The first approach is to study a quasi-confined liquid, where the liquid is confined to the surface of a (4D) torus. In this homogenous system, the density is uniform, allowing us to investigate the intrinsic effects of confinement.
The second approach is to study a liquid which is not confined, but instead has a field applied to the particles to impose a modulated density artificially. Complementary to the torus approach, this allows us to investigate the effect of density modulation independently of confinement. The goal of this work is to characterize the glass transition in the modulated liquid, and compare it to that in confined liquids.
Transport through porous media
Liquids in crowded environments occur in many situations, including inside of cells, in catalysts, and in porous rock during oil recovery. Both experimentally, and in simple models, the transport in complex crowded media can be subdiffusive. The origin of this anomalous diffusion has been explained theoretically for the simple Lorentz model. I extend the Lorentz model towards realistic systems by relaxing one assumption of the model (the hard-exclusion interaction), and find that they system exhibits a percolation transition dependent on the energy of the probe particle, and the dynamics remain subdiffusive at the percolation point.
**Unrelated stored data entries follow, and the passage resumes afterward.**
//! ANSI terminal surface.
//!
//! Drawing goes through crossterm commands, which emit the plain VT escape
//! sequences (`ESC[?25l`, `ESC[<row>;<col>H`, `ESC[K`, ...). The cursor row is
//! read back with a raw-mode `ESC[6n` query.

mod cursor;
mod raw;
mod signal;

pub use cursor::{discard_pending, parse_response, query_row, read_response, FALLBACK_ROW};
pub use raw::RawModeGuard;
pub use signal::install_interrupt_handler;

use std::fs::File;
use std::io::{self, IsTerminal, Read, Stdout, Write};
use std::os::fd::AsFd;

use crossterm::cursor::{Hide, MoveTo, Show};
use crossterm::queue;
use crossterm::style::Print;
use crossterm::terminal::{self, Clear, ClearType};
use log::warn;

use crate::core::Surface;
use crate::error::BreatheError;

/// Fail with `BreatheError::NotATerminal` unless `input` is a terminal.
///
/// # Errors
///
/// Returns `BreatheError::NotATerminal` for pipes, files and `/dev/null`.
pub fn ensure_interactive<T: IsTerminal>(input: &T) -> Result<(), BreatheError> {
    if input.is_terminal() {
        Ok(())
    } else {
        Err(BreatheError::NotATerminal)
    }
}

/// [`Surface`] writing escape sequences to `output` and reading terminal
/// answers from `input`.
///
/// If the cursor is still hidden when the terminal is dropped, it is shown
/// again.
pub struct AnsiTerminal<W: Write, R: Read + AsFd> {
    output: W,
    input: R,
    cursor_hidden: bool,
}

impl AnsiTerminal<Stdout, File> {
    /// Terminal on standard output, answering on standard input.
    ///
    /// Standard input is duplicated into an unbuffered handle so that the
    /// cursor report is read byte by byte.
    ///
    /// # Errors
    ///
    /// Returns an error if standard input cannot be duplicated.
    pub fn stdio() -> Result<Self, BreatheError> {
        let input = File::from(io::stdin().as_fd().try_clone_to_owned()?);
        Ok(Self::new(io::stdout(), input))
    }
}

impl<W: Write, R: Read + AsFd> AnsiTerminal<W, R> {
    /// Wrap an output and an input stream.
    pub const fn new(output: W, input: R) -> Self {
        Self {
            output,
            input,
            cursor_hidden: false,
        }
    }
}

impl<W: Write, R: Read + AsFd> Surface for AnsiTerminal<W, R> {
    fn columns(&mut self) -> Result<u16, BreatheError> {
        let (columns, _rows) = terminal::size()?;
        Ok(columns)
    }

    fn cursor_row(&mut self) -> Result<u16, BreatheError> {
        query_row(&mut self.output, &mut self.input)
    }

    fn hide_cursor(&mut self) -> Result<(), BreatheError> {
        queue!(self.output, Hide)?;
        self.output.flush()?;
        self.cursor_hidden = true;
        Ok(())
    }

    fn show_cursor(&mut self) -> Result<(), BreatheError> {
        queue!(self.output, Show)?;
        self.output.flush()?;
        self.cursor_hidden = false;
        Ok(())
    }

    fn draw(&mut self, column: u16, row: u16, glyph: char) -> Result<(), BreatheError> {
        // crossterm counts from zero, the terminal from one.
        queue!(
            self.output,
            MoveTo(column.saturating_sub(1), row.saturating_sub(1)),
            Print(glyph)
        )?;
        self.output.flush()?;
        Ok(())
    }

    fn erase_line(&mut self) -> Result<(), BreatheError> {
        queue!(self.output, Print('\r'), Clear(ClearType::UntilNewLine))?;
        self.output.flush()?;
        Ok(())
    }
}

impl<W: Write, R: Read + AsFd> Drop for AnsiTerminal<W, R> {
    fn drop(&mut self) {
        if self.cursor_hidden {
            if let Err(e) = self.show_cursor() {
                warn!("failed to restore cursor: {e}");
            }
        }
    }
}

#[cfg(test)]
mod tests {
    use super::*;
    use std::os::unix::net::UnixStream;

    fn terminal() -> AnsiTerminal<Vec<u8>, UnixStream> {
        let (_tty, input) = UnixStream::pair().unwrap();
        AnsiTerminal::new(Vec::new(), input)
    }

    fn written(terminal: &AnsiTerminal<Vec<u8>, UnixStream>) -> String {
        String::from_utf8(terminal.output.clone()).unwrap()
    }

    #[test]
    fn test_cursor_visibility_sequences() {
        let mut term = terminal();
        term.hide_cursor().unwrap();
        term.show_cursor().unwrap();
        assert_eq!(written(&term), "\x1b[?25l\x1b[?25h");
    }

    #[test]
    fn test_draw_uses_one_based_addressing() {
        let mut term = terminal();
        term.draw(1, 1, '*').unwrap();
        term.draw(80, 24, ' ').unwrap();
        assert_eq!(written(&term), "\x1b[1;1H*\x1b[24;80H ");
    }

    #[test]
    fn test_erase_line_sequence() {
        let mut term = terminal();
        term.erase_line().unwrap();
        assert_eq!(written(&term), "\r\x1b[K");
    }

    #[test]
    fn test_drop_shows_hidden_cursor() {
        struct Shared(std::rc::Rc<std::cell::RefCell<Vec<u8>>>);
        impl Write for Shared {
            fn write(&mut self, buf: &[u8]) -> io::Result<usize> {
                self.0.borrow_mut().extend_from_slice(buf);
                Ok(buf.len())
            }
            fn flush(&mut self) -> io::Result<()> {
                Ok(())
            }
        }

        let bytes = std::rc::Rc::new(std::cell::RefCell::new(Vec::new()));
        let (_tty, input) = UnixStream::pair().unwrap();
        {
            let mut term = AnsiTerminal::new(Shared(bytes.clone()), input);
            term.hide_cursor().unwrap();
        }
        assert_eq!(&*bytes.borrow(), b"\x1b[?25l\x1b[?25h");
    }

    #[test]
    fn test_non_terminal_input_rejected() {
        let devnull = File::open("/dev/null").unwrap();
        assert!(matches!(
            ensure_interactive(&devnull),
            Err(BreatheError::NotATerminal)
        ));
    }
}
Soft Matter, 15, 3906 (2019)
Experimentally realisable spin models
Simple models are used extensively by physicists to probe the underlying physical processes of real systems. Ising type models, which consist of a number of interacting spins each with one degree of freedom, are particularly popular. Recent advances in lithography of nanomagnets has allowed such toy models to be built and imaged experimentally. In collaboration with experimentalists, I study how the geometry of the lattice can be tuned to allow us to investigate interesting physical effects like charge screening and frustration.
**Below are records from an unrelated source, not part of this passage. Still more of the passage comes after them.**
//! Repeats breathing cycles until the session budget is spent.

use log::{debug, info};

use crate::config::SessionParams;
use crate::core::{Clock, Interrupt, Surface};
use crate::error::BreatheError;
use crate::features::breathing::{CycleDriver, CycleOutcome, SessionEnd, SessionReport};

/// A breathing session bound to a terminal and a clock.
pub struct Session<'a, S: Surface + ?Sized, C: Clock + ?Sized> {
    surface: &'a mut S,
    clock: &'a C,
    interrupt: Interrupt,
    params: SessionParams,
}

impl<'a, S: Surface + ?Sized, C: Clock + ?Sized> Session<'a, S, C> {
    /// Create a session. Nothing is drawn until [`Session::run`].
    pub fn new(surface: &'a mut S, clock: &'a C, interrupt: Interrupt, params: SessionParams) -> Self {
        Self {
            surface,
            clock,
            interrupt,
            params,
        }
    }

    /// Hide the cursor, breathe until the budget elapses or the interrupt is
    /// raised, then erase the line and show the cursor again.
    ///
    /// The budget is checked before each cycle and is inclusive, so a cycle
    /// that starts in time always runs to its end. A zero budget gives exactly
    /// one cycle.
    ///
    /// The terminal is restored on every path, including errors.
    ///
    /// # Errors
    ///
    /// Returns an error if the terminal cannot be queried or written.
    pub fn run(mut self) -> Result<SessionReport, BreatheError> {
        info!(
            "starting session: inhale {:?}, exhale {:?}, budget {:?}",
            self.params.inhale, self.params.exhale, self.params.session
        );

        let outcome = self
            .surface
            .hide_cursor()
            .and_then(|()| self.breathe());
        let restored = self.restore();

        let report = outcome?;
        restored?;
        debug!("session over: {report:?}");
        Ok(report)
    }

    fn breathe(&mut self) -> Result<SessionReport, BreatheError> {
        let driver = CycleDriver::new(self.params.inhale, self.params.exhale);
        let start = self.clock.now();
        let mut cycles = 0;

        let end = loop {
            let elapsed = self.clock.now().saturating_duration_since(start);
            if elapsed > self.params.session {
                break SessionEnd::Completed;
            }
            if self.interrupt.is_raised() {
                break SessionEnd::Interrupted;
            }
            match driver.run(&mut *self.surface, self.clock, &self.interrupt)? {
                CycleOutcome::Completed(_) => cycles += 1,
                CycleOutcome::Interrupted => break SessionEnd::Interrupted,
            }
        };

        Ok(SessionReport {
            end,
            cycles,
            elapsed: self.clock.now().saturating_duration_since(start),
        })
    }

    /// Erase the marker line and show the cursor. Safe to call repeatedly.
    fn restore(&mut self) -> Result<(), BreatheError> {
        let erased = self.surface.erase_line();
        let shown = self.surface.show_cursor();
        erased.and(shown)
    }
}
Science Advances, 5 (2), eaav6380, (2019)
Appl. Phys. Lett. 112, 092403 (2018)
Nature Communications 8, 995 (2017)
Nature Communications 7, 12635 (2016)
Metamaterials are characterized by the property that their function is determined by their geometry, rather than their composition. One example of these, called “auxetic”, have the counter-intuitive behaviour of expanding laterally when stretched longitudinally. Porous solids, such as polymer or metallic foams, are examples of man made auxetic materials. These architected materials are designed with a re-entrant cell structure. Simple two dimensional models with re-entrant geometries have successfully reproduced this auxetic behaviour. We investigate the effect of disorder in these simple structures, and how it influences the auxetic properties.
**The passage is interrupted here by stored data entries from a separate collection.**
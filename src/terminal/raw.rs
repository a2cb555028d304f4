//! Scoped raw mode.

use crossterm::terminal::{disable_raw_mode, enable_raw_mode, is_raw_mode_enabled};
use log::warn;

use crate::error::BreatheError;

/// Keeps the terminal in raw mode until dropped.
///
/// Dropping restores the mode that was active when the guard was acquired, so
/// the terminal is never left raw even if the code holding the guard fails.
#[derive(Debug)]
pub struct RawModeGuard {
    restore: bool,
}

impl RawModeGuard {
    /// Switch the terminal to raw mode (no echo, no line buffering).
    ///
    /// If raw mode is already on, the guard leaves it on when dropped.
    ///
    /// # Errors
    ///
    /// Returns an error if the terminal attributes cannot be read or set.
    pub fn acquire() -> Result<Self, BreatheError> {
        if is_raw_mode_enabled()? {
            return Ok(Self { restore: false });
        }
        enable_raw_mode()?;
        Ok(Self { restore: true })
    }
}

impl Drop for RawModeGuard {
    fn drop(&mut self) {
        if self.restore {
            if let Err(e) = disable_raw_mode() {
                warn!("failed to leave raw mode: {e}");
            }
        }
    }
}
Eur. Phys. J. B 91: 271. (2018)
The Fluctuation Theorem in non-equilibrium statistical mechanics
In microscopic systems, there is a finite probability that the second law of thermodynamics will be violated on short time scales. This is quantified by the fluctuation theorem, in terms of a quantity called the dissipation function. In my PhD research, I investigated the significance and statistics of this function in the fluctuation theorem and related results, as well as used it to probe non-monotonic relaxation towards equilibrium.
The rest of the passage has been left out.